**Assignment**
Go through the records, and copy each line in which the string "corrupt" is present.

**Materials provided**
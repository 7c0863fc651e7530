//! Gomoku engine
//!
//! Invalid actions (occupied or off-board cell, moves after the game ended,
//! undo with nothing to undo) are ignored without error.

use std::rc::Rc;

use serde::{Deserialize, Serialize};

use super::board::{Board, GomokuConfig, Position, Stone};
use super::rules::{is_draw, winning_line};
use crate::haptics::{HapticEvent, HapticSink};
use crate::observe::{Observers, SubscriptionId};
use crate::stats::{GomokuResult, GomokuStats, StatsStore};

/// Game outcome
#[derive(Debug, Clone, Copy, PartialEq, Eq, Serialize, Deserialize)]
pub enum Outcome {
    InProgress { current: Stone },
    Won { winner: Stone },
    Draw,
}

impl Outcome {
    pub fn is_game_over(&self) -> bool {
        !matches!(self, Outcome::InProgress { .. })
    }
}

/// One placed stone
#[derive(Debug, Clone, Copy, PartialEq, Eq, Serialize, Deserialize)]
pub struct Move {
    pub position: Position,
    pub stone: Stone,
    /// 1-based move number
    pub number: usize,
}

/// Snapshot handed to subscribers
#[derive(Debug, Clone, PartialEq, Eq, Serialize, Deserialize)]
pub struct GomokuState {
    pub board: Board,
    pub outcome: Outcome,
    pub history: Vec<Move>,
    pub last_move: Option<Position>,
    /// Stones of the winning run, empty unless won
    pub winning_positions: Vec<Position>,
}

impl GomokuState {
    fn new(size: usize) -> Self {
        Self {
            board: Board::new(size),
            outcome: Outcome::InProgress {
                current: Stone::Black,
            },
            history: Vec::new(),
            last_move: None,
            winning_positions: Vec::new(),
        }
    }
}

/// One Gomoku screen session
pub struct GomokuEngine {
    config: GomokuConfig,
    state: GomokuState,
    stats: Rc<dyn StatsStore>,
    haptics: Rc<dyn HapticSink>,
    observers: Observers<GomokuState>,
}

impl GomokuEngine {
    pub fn new(config: GomokuConfig, stats: Rc<dyn StatsStore>, haptics: Rc<dyn HapticSink>) -> Self {
        Self {
            config,
            state: GomokuState::new(config.size),
            stats,
            haptics,
            observers: Observers::new(),
        }
    }

    /// Place the current player's stone at (row, col)
    pub fn place_stone(&mut self, row: usize, col: usize) {
        let Outcome::InProgress { current } = self.state.outcome else {
            return;
        };
        let pos = Position::new(row, col);
        if !self.state.board.is_empty_at(pos) {
            return;
        }

        self.state.board.set(pos, Some(current));
        self.state.last_move = Some(pos);
        self.state.history.push(Move {
            position: pos,
            stone: current,
            number: self.state.history.len() + 1,
        });
        self.haptics.play(HapticEvent::Tap);
        log::debug!("{} plays ({}, {})", current.as_str(), row, col);

        if let Some(line) = winning_line(&self.state.board, pos, current, self.config.win_length) {
            self.state.winning_positions = line;
            self.state.outcome = Outcome::Won { winner: current };
            log::info!("{} wins after {} moves", current.as_str(), self.state.history.len());
            self.haptics.play(HapticEvent::Success);
            self.stats.record_gomoku_game(current.into());
        } else if is_draw(&self.state.board) {
            self.state.outcome = Outcome::Draw;
            log::info!("Gomoku draw");
            self.haptics.play(HapticEvent::Warning);
            self.stats.record_gomoku_game(GomokuResult::Draw);
        } else {
            self.state.outcome = Outcome::InProgress {
                current: current.opponent(),
            };
        }
        self.notify();
    }

    pub fn place_stone_at(&mut self, pos: Position) {
        self.place_stone(pos.row, pos.col);
    }

    /// Take back the last move; the player who made it moves again
    pub fn undo(&mut self) {
        if !self.can_undo() {
            return;
        }
        let Some(last) = self.state.history.pop() else {
            return;
        };
        self.state.board.set(last.position, None);
        self.state.last_move = self.state.history.last().map(|m| m.position);
        self.state.outcome = Outcome::InProgress { current: last.stone };
        self.state.winning_positions.clear();
        self.haptics.play(HapticEvent::Tap);
        self.notify();
    }

    /// Empty board, black to move
    pub fn reset(&mut self) {
        self.state = GomokuState::new(self.config.size);
        self.haptics.play(HapticEvent::Tap);
        self.notify();
    }

    pub fn subscribe(&mut self, callback: impl FnMut(&GomokuState) + 'static) -> SubscriptionId {
        self.observers.subscribe(callback)
    }

    pub fn unsubscribe(&mut self, id: SubscriptionId) -> bool {
        self.observers.unsubscribe(id)
    }

    pub fn config(&self) -> &GomokuConfig {
        &self.config
    }

    pub fn state(&self) -> &GomokuState {
        &self.state
    }

    pub fn board(&self) -> &Board {
        &self.state.board
    }

    pub fn outcome(&self) -> Outcome {
        self.state.outcome
    }

    pub fn history(&self) -> &[Move] {
        &self.state.history
    }

    pub fn last_move(&self) -> Option<Position> {
        self.state.last_move
    }

    pub fn winning_positions(&self) -> &[Position] {
        &self.state.winning_positions
    }

    /// Player to move, None once the game is over
    pub fn current_player(&self) -> Option<Stone> {
        match self.state.outcome {
            Outcome::InProgress { current } => Some(current),
            _ => None,
        }
    }

    pub fn is_game_over(&self) -> bool {
        self.state.outcome.is_game_over()
    }

    pub fn can_undo(&self) -> bool {
        !self.state.history.is_empty() && !self.is_game_over()
    }

    pub fn stats(&self) -> GomokuStats {
        self.stats.gomoku_stats()
    }

    pub fn status_text(&self) -> String {
        match self.state.outcome {
            Outcome::InProgress { current } => format!("{} to move", current.as_str()),
            Outcome::Won { winner } => format!("{} wins!", winner.as_str()),
            Outcome::Draw => "Draw!".to_string(),
        }
    }

    fn notify(&mut self) {
        self.observers.notify(&self.state);
    }
}

impl std::fmt::Debug for GomokuEngine {
    fn fmt(&self, f: &mut std::fmt::Formatter<'_>) -> std::fmt::Result {
        f.debug_struct("GomokuEngine")
            .field("config", &self.config)
            .field("state", &self.state)
            .finish()
    }
}
//! Gomoku board, stones and positions

use serde::{Deserialize, Serialize};

use crate::consts::{GOMOKU_BOARD_SIZE, GOMOKU_WIN_LENGTH};
use crate::stats::GomokuResult;

/// Stone color; black always moves first
#[derive(Debug, Clone, Copy, PartialEq, Eq, Hash, Serialize, Deserialize)]
pub enum Stone {
    Black,
    White,
}

impl Stone {
    pub fn opponent(&self) -> Stone {
        match self {
            Stone::Black => Stone::White,
            Stone::White => Stone::Black,
        }
    }

    pub fn as_str(&self) -> &'static str {
        match self {
            Stone::Black => "Black",
            Stone::White => "White",
        }
    }
}

impl From<Stone> for GomokuResult {
    fn from(stone: Stone) -> Self {
        match stone {
            Stone::Black => GomokuResult::Black,
            Stone::White => GomokuResult::White,
        }
    }
}

/// A board coordinate
#[derive(Debug, Clone, Copy, PartialEq, Eq, Hash, PartialOrd, Ord, Serialize, Deserialize)]
pub struct Position {
    pub row: usize,
    pub col: usize,
}

impl Position {
    pub const fn new(row: usize, col: usize) -> Self {
        Self { row, col }
    }

    pub fn from_index(index: usize, board_size: usize) -> Self {
        Self {
            row: index / board_size,
            col: index % board_size,
        }
    }

    pub fn to_index(&self, board_size: usize) -> usize {
        self.row * board_size + self.col
    }

    pub fn is_valid(&self, board_size: usize) -> bool {
        self.row < board_size && self.col < board_size
    }

    /// Neighbor `steps` cells away along (d_row, d_col), if it exists on the board
    pub fn offset(&self, d_row: isize, d_col: isize, steps: isize, board_size: usize) -> Option<Self> {
        let row = self.row.checked_add_signed(d_row * steps)?;
        let col = self.col.checked_add_signed(d_col * steps)?;
        let pos = Position { row, col };
        pos.is_valid(board_size).then_some(pos)
    }
}

/// Board dimensions and win length
#[derive(Debug, Clone, Copy, PartialEq, Eq, Serialize, Deserialize)]
pub struct GomokuConfig {
    pub size: usize,
    /// Contiguous stones needed to win
    pub win_length: usize,
}

impl Default for GomokuConfig {
    fn default() -> Self {
        Self {
            size: GOMOKU_BOARD_SIZE,
            win_length: GOMOKU_WIN_LENGTH,
        }
    }
}

impl GomokuConfig {
    pub fn with_size(size: usize) -> Self {
        Self {
            size,
            ..Self::default()
        }
    }

    pub fn total_cells(&self) -> usize {
        self.size * self.size
    }
}

/// Square grid of optional stones, row-major
#[derive(Debug, Clone, PartialEq, Eq, Serialize, Deserialize)]
pub struct Board {
    size: usize,
    cells: Vec<Option<Stone>>,
}

impl Board {
    pub fn new(size: usize) -> Self {
        Self {
            size,
            cells: vec![None; size * size],
        }
    }

    pub fn size(&self) -> usize {
        self.size
    }

    pub fn contains(&self, pos: Position) -> bool {
        pos.is_valid(self.size)
    }

    /// Stone at `pos`; off-board positions read as empty
    pub fn get(&self, pos: Position) -> Option<Stone> {
        if !self.contains(pos) {
            return None;
        }
        self.cells[pos.to_index(self.size)]
    }

    pub(crate) fn set(&mut self, pos: Position, cell: Option<Stone>) {
        let index = pos.to_index(self.size);
        self.cells[index] = cell;
    }

    pub fn is_empty_at(&self, pos: Position) -> bool {
        self.contains(pos) && self.get(pos).is_none()
    }

    pub fn empty_count(&self) -> usize {
        self.cells.iter().filter(|c| c.is_none()).count()
    }

    pub fn is_full(&self) -> bool {
        self.cells.iter().all(Option::is_some)
    }

    /// Rows top to bottom
    pub fn rows(&self) -> impl Iterator<Item = &[Option<Stone>]> {
        self.cells.chunks(self.size.max(1))
    }
}

/// One line per row: `X` black, `O` white, `.` empty
impl std::fmt::Display for Board {
    fn fmt(&self, f: &mut std::fmt::Formatter<'_>) -> std::fmt::Result {
        for row in self.rows() {
            let line: String = row
                .iter()
                .map(|cell| match cell {
                    Some(Stone::Black) => 'X',
                    Some(Stone::White) => 'O',
                    None => '.',
                })
                .collect();
            writeln!(f, "{}", line)?;
        }
        Ok(())
    }
}
//! Save/load of statistics and settings
//!
//! Features:
//! - Pluggable string key-value backends (memory, JSON file)
//! - Typed JSON documents per key
//! - A corrupt entry falls back to its default; a store file that is not a
//!   JSON object at all is an error from `FileStorage::open`

pub mod storage;

use std::cell::RefCell;

use serde::Serialize;
use serde::de::DeserializeOwned;

use crate::stats::{FlappyStats, GomokuResult, GomokuStats, StatsStore};
pub use storage::{FileStorage, MemoryStorage, Storage};

/// Storage keys
pub mod keys {
    pub const FLAPPY_STATS: &str = "flappy_stats";
    pub const GOMOKU_STATS: &str = "gomoku_stats";
    pub const SETTINGS: &str = "settings";
}

#[derive(Debug, thiserror::Error)]
pub enum PersistenceError {
    #[error("storage I/O failed: {0}")]
    Io(#[from] std::io::Error),

    #[error("invalid stored document: {0}")]
    Serde(#[from] serde_json::Error),
}

/// Read a JSON document. Missing or unreadable values yield `None`.
pub fn load_json<T: DeserializeOwned>(storage: &dyn Storage, key: &str) -> Option<T> {
    let json = storage.get(key)?;
    match serde_json::from_str(&json) {
        Ok(value) => Some(value),
        Err(e) => {
            log::warn!("Discarding corrupt '{}' entry: {}", key, e);
            None
        }
    }
}

/// Write a JSON document
pub fn save_json<T: Serialize>(
    storage: &dyn Storage,
    key: &str,
    value: &T,
) -> Result<(), PersistenceError> {
    let json = serde_json::to_string(value)?;
    storage.set(key, &json)
}

/// Typed statistics store over a [`Storage`] backend
#[derive(Debug)]
pub struct PersistenceService<S: Storage> {
    storage: S,
    flappy: RefCell<FlappyStats>,
    gomoku: RefCell<GomokuStats>,
}

impl<S: Storage> PersistenceService<S> {
    /// Load statistics from `storage`, starting fresh where nothing is stored
    pub fn new(storage: S) -> Self {
        let flappy: FlappyStats = load_json(&storage, keys::FLAPPY_STATS).unwrap_or_default();
        let gomoku: GomokuStats = load_json(&storage, keys::GOMOKU_STATS).unwrap_or_default();
        log::info!(
            "Loaded stats: flappy best {} over {} games, gomoku {} games",
            flappy.best_score,
            flappy.games_played,
            gomoku.games_played
        );
        Self {
            storage,
            flappy: RefCell::new(flappy),
            gomoku: RefCell::new(gomoku),
        }
    }

    pub fn storage(&self) -> &S {
        &self.storage
    }

    pub fn reset_flappy_stats(&self) {
        *self.flappy.borrow_mut() = FlappyStats::default();
        self.save_flappy();
    }

    pub fn reset_gomoku_stats(&self) {
        *self.gomoku.borrow_mut() = GomokuStats::default();
        self.save_gomoku();
    }

    pub fn reset_all_stats(&self) {
        self.reset_flappy_stats();
        self.reset_gomoku_stats();
    }

    fn save_flappy(&self) {
        let stats = *self.flappy.borrow();
        if let Err(e) = save_json(&self.storage, keys::FLAPPY_STATS, &stats) {
            log::warn!("Failed to save flappy stats: {}", e);
        }
    }

    fn save_gomoku(&self) {
        let stats = *self.gomoku.borrow();
        if let Err(e) = save_json(&self.storage, keys::GOMOKU_STATS, &stats) {
            log::warn!("Failed to save gomoku stats: {}", e);
        }
    }
}

impl<S: Storage> StatsStore for PersistenceService<S> {
    fn flappy_stats(&self) -> FlappyStats {
        *self.flappy.borrow()
    }

    fn gomoku_stats(&self) -> GomokuStats {
        *self.gomoku.borrow()
    }

    fn record_flappy_game(&self, score: u32) {
        self.flappy.borrow_mut().record(score);
        self.save_flappy();
    }

    fn record_gomoku_game(&self, result: GomokuResult) {
        self.gomoku.borrow_mut().record(result);
        self.save_gomoku();
    }
}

**Output of the task**
//! - A corrupt entry falls back to its default; a store file that is not a
            log::warn!("Discarding corrupt '{}' entry: {}", key, e);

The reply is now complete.